Supplied information below:

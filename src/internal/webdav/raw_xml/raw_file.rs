use chrono::{DateTime, FixedOffset};
use serde::{Deserialize, Serialize};

/// 对应 WebDAV 响应 XML 顶层的 `<D:multistatus>` 节点
#[derive(Debug, Deserialize, Serialize, Clone)]
#[serde(rename_all = "kebab-case")]
pub struct MultiStatus {
    /// `<D:response>` 节点列表，每个 response 表示一个资源（文件或目录）
    #[serde(rename = "response", default)]
    pub responses: Vec<Response>,
}

/// 对应单个 `<D:response>` 节点
#[derive(Debug, Deserialize, Serialize, Clone)]
#[serde(rename_all = "kebab-case")]
pub struct Response {
    /// `<D:href>`：资源路径（URL 编码，需要解码才能显示原始文件名）
    pub href: String,
    /// `<D:propstat>`：资源属性集和对应状态码的列表
    #[serde(rename = "propstat", default)]
    pub propstats: Vec<PropStat>,
}

/// 对应 `<D:propstat>` 节点：一个属性集 + 对应的 HTTP 状态
#[derive(Debug, Deserialize, Serialize, Clone)]
#[serde(rename_all = "kebab-case")]
pub struct PropStat {
    /// `<D:prop>`：资源的具体属性
    pub prop: Prop,
    /// `<D:status>`：该属性集对应的 HTTP 状态，如 "HTTP/1.1 200 OK"
    pub status: String,
}

/// 对应 `<D:prop>` 节点，只保留同步需要的属性
#[derive(Debug, Deserialize, Serialize, Clone)]
#[serde(rename_all = "kebab-case")]
pub struct Prop {
    /// `<resourcetype>`：资源类型（文件/目录）
    #[serde(rename = "resourcetype")]
    pub resource_type: Option<ResourceType>,

    /// `<getcontentlength>`：文件大小（字节），目录一般没有此字段
    #[serde(rename = "getcontentlength")]
    pub content_length: Option<u64>,

    /// `<getlastmodified>`：最后修改时间（HTTP-date 格式）
    #[serde(
        rename = "getlastmodified",
        deserialize_with = "de_http_date",
        default
    )]
    pub last_modified: Option<DateTime<FixedOffset>>,

    /// `<getcontenttype>`：MIME 类型
    #[serde(rename = "getcontenttype")]
    pub content_type: Option<String>,

    /// `<getetag>`：实体标签
    #[serde(rename = "getetag")]
    pub etag: Option<String>,

    /// `<displayname>`：显示名
    #[serde(rename = "displayname")]
    pub display_name: Option<String>,
}

/// 将 HTTP-date 格式的时间解析为 `DateTime<FixedOffset>`
///
/// 部分服务端给出的时间不规范，解析失败时按缺失处理，不让整个响应作废。
fn de_http_date<'de, D>(
    deserializer: D,
) -> Result<Option<DateTime<FixedOffset>>, D::Error>
where
    D: serde::Deserializer<'de>,
{
    let s: Option<String> = Option::deserialize(deserializer)?;
    Ok(s.and_then(|s| DateTime::parse_from_rfc2822(s.trim()).ok()))
}

/// `<resourcetype>` 节点
#[derive(Debug, Deserialize, Serialize, Clone)]
#[serde(rename_all = "kebab-case")]
pub struct ResourceType {
    /// `<collection/>` 存在表示是目录，否则是文件
    #[serde(rename = "collection")]
    pub is_collection: Option<EmptyElement>,
}

/// 空元素的占位结构，例如 `<collection/>`
#[derive(Debug, Deserialize, Serialize, Clone)]
pub struct EmptyElement {}
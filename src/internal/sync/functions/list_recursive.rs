//! 远程目录递归列表（后序：子孙在其所在目录之前）。

use std::collections::HashSet;

use futures_util::FutureExt;
use futures_util::future::BoxFuture;
use tracing::{debug, warn};

use crate::internal::remote_file::structs::{
    RemotePath, is_child_name, parse_listing_entry,
};
use crate::internal::sync::structs::{SyncError, WebdavSyncer};
use crate::internal::transport::traits::Transport;

/// 递归列表中的一项
#[derive(Debug, Clone, PartialEq, Eq)]
pub struct RemoteEntry {
    pub path: RemotePath,
    pub is_dir: bool,
}

/// 一次遍历的累积状态
#[derive(Default)]
struct TreeWalk {
    entries: Vec<RemoteEntry>,
    seen: HashSet<RemotePath>,
    visited: HashSet<RemotePath>,
}

impl TreeWalk {
    fn push(&mut self, path: RemotePath, is_dir: bool) {
        if self.seen.insert(path.clone()) {
            self.entries.push(RemoteEntry { path, is_dir });
        }
    }
}

impl<T: Transport> WebdavSyncer<T> {
    /// 列出 `path` 下的全部子孙路径，去重且顺序稳定
    ///
    /// 任一层级列表失败即终止，返回 [`SyncError::List`]。
    pub async fn list_recursive(
        &self,
        path: &RemotePath,
    ) -> Result<Vec<RemotePath>, SyncError> {
        let entries = self.walk_remote_tree(path).await?;
        Ok(entries.into_iter().map(|entry| entry.path).collect())
    }

    /// 与 [`list_recursive`](Self::list_recursive) 相同，但保留目录标记
    pub(crate) async fn walk_remote_tree(
        &self,
        path: &RemotePath,
    ) -> Result<Vec<RemoteEntry>, SyncError> {
        let mut walk = TreeWalk::default();
        self.collect_post_order(path, 0, &mut walk).await?;

        debug!("{} 下共 {} 项", path, walk.entries.len());
        Ok(walk.entries)
    }

    fn collect_post_order<'a>(
        &'a self,
        dir: &'a RemotePath,
        depth: usize,
        walk: &'a mut TreeWalk,
    ) -> BoxFuture<'a, Result<(), SyncError>> {
        async move {
            self.cancel.check()?;

            if depth > self.options.max_depth {
                return Err(SyncError::DepthExceeded {
                    location: dir.to_string(),
                    max_depth: self.options.max_depth,
                });
            }
            // 同一目录被列出两次时只展开一次
            if !walk.visited.insert(dir.clone()) {
                return Ok(());
            }

            let names = self
                .transport
                .list(dir)
                .await
                .map_err(|source| SyncError::List { path: dir.clone(), source })?;

            for entry in &names {
                let (name, is_dir) = parse_listing_entry(entry);
                if !is_child_name(name) {
                    if !name.is_empty() {
                        warn!("{} 下的条目名称 {:?} 无效，跳过", dir, entry);
                    }
                    continue;
                }

                let child = dir.join(name);
                if is_dir {
                    self.collect_post_order(&child, depth + 1, walk).await?;
                }
                walk.push(child, is_dir);
            }

            Ok(())
        }
        .boxed()
    }
}
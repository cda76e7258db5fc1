//! 远程资源操作：连接探测、存在检查、列表、元数据、删除、复制、移动。

use tracing::{info, warn};

use crate::internal::remote_file::structs::{RemotePath, ResourceInfo};
use crate::internal::sync::structs::{
    FailureKind, OperationResult, SyncError, WebdavSyncer,
};
use crate::internal::transport::structs::TransportError;
use crate::internal::transport::traits::Transport;

/// 复制或移动
#[derive(Debug, Clone, Copy, PartialEq, Eq)]
enum Relocation {
    Copy,
    Move,
}

impl Relocation {
    fn verb(self) -> &'static str {
        match self {
            Relocation::Copy => "复制",
            Relocation::Move => "移动",
        }
    }
}

impl<T: Transport> WebdavSyncer<T> {
    /// 探测服务器是否可用
    pub async fn connect(&self) -> OperationResult {
        match self.transport.connect().await {
            Ok(()) => {
                info!("已连接到 WebDAV 服务器");
                OperationResult::ok("已连接到 WebDAV 服务器")
            }
            Err(e) => {
                warn!("无法连接到 WebDAV 服务器: {}", e);
                OperationResult::fail(
                    FailureKind::Transport,
                    format!("无法连接到 WebDAV 服务器: {e}"),
                )
            }
        }
    }

    pub async fn check(&self, path: &RemotePath) -> Result<bool, SyncError> {
        Ok(self.transport.check(path).await?)
    }

    /// 直接子项，目录以 `/` 结尾
    pub async fn list(&self, path: &RemotePath) -> Result<Vec<String>, SyncError> {
        self.transport
            .list(path)
            .await
            .map_err(|source| SyncError::List { path: path.clone(), source })
    }

    pub async fn info(&self, path: &RemotePath) -> Result<ResourceInfo, SyncError> {
        match self.transport.info(path).await {
            Ok(info) => Ok(info),
            Err(TransportError::NotFound(_)) => Err(SyncError::NotFound(path.clone())),
            Err(e) => Err(e.into()),
        }
    }

    pub async fn delete(&self, path: &RemotePath) -> OperationResult {
        let result = self.delete_inner(path).await;
        log_outcome(&result);
        result.into()
    }

    pub async fn copy(&self, from: &RemotePath, to: &RemotePath) -> OperationResult {
        let result = self.relocate(Relocation::Copy, from, to).await;
        log_outcome(&result);
        result.into()
    }

    pub async fn move_resource(
        &self,
        from: &RemotePath,
        to: &RemotePath,
    ) -> OperationResult {
        let result = self.relocate(Relocation::Move, from, to).await;
        log_outcome(&result);
        result.into()
    }

    /// 远程资源必须存在，否则返回 NotFound
    pub(crate) async fn require_remote(&self, path: &RemotePath) -> Result<(), SyncError> {
        if self.transport.check(path).await? {
            Ok(())
        } else {
            Err(SyncError::NotFound(path.clone()))
        }
    }

    async fn delete_inner(&self, path: &RemotePath) -> Result<String, SyncError> {
        self.cancel.check()?;
        self.require_remote(path).await?;

        self.transport.delete(path).await?;
        Ok(format!("已删除 {path}"))
    }

    async fn relocate(
        &self,
        kind: Relocation,
        from: &RemotePath,
        to: &RemotePath,
    ) -> Result<String, SyncError> {
        self.cancel.check()?;
        self.require_remote(from).await?;

        match self.relocate_once(kind, from, to).await {
            Ok(()) => {}
            Err(TransportError::ParentMissing(_)) => {
                let parent = to.parent().unwrap_or_else(RemotePath::root);
                info!("{} 的父目录 {} 不存在，创建后重试", to, parent);

                self.ensure_remote_dir(&parent).await?;
                self.cancel.check()?;
                self.relocate_once(kind, from, to).await?;
            }
            Err(e) => return Err(e.into()),
        }

        Ok(format!("已{} {} 到 {}", kind.verb(), from, to))
    }

    async fn relocate_once(
        &self,
        kind: Relocation,
        from: &RemotePath,
        to: &RemotePath,
    ) -> Result<(), TransportError> {
        match kind {
            Relocation::Copy => self.transport.copy(from, to).await,
            Relocation::Move => self.transport.move_to(from, to).await,
        }
    }
}

/// 把单个操作的结果写入日志
pub(crate) fn log_outcome(result: &Result<String, SyncError>) {
    match result {
        Ok(reason) => info!("{}", reason),
        Err(e) => warn!("{}", e),
    }
}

End of Supplied information.

Going through the data above, please tally the lines that contain the string "EmptyElement" and return only the total.

- Task answer
2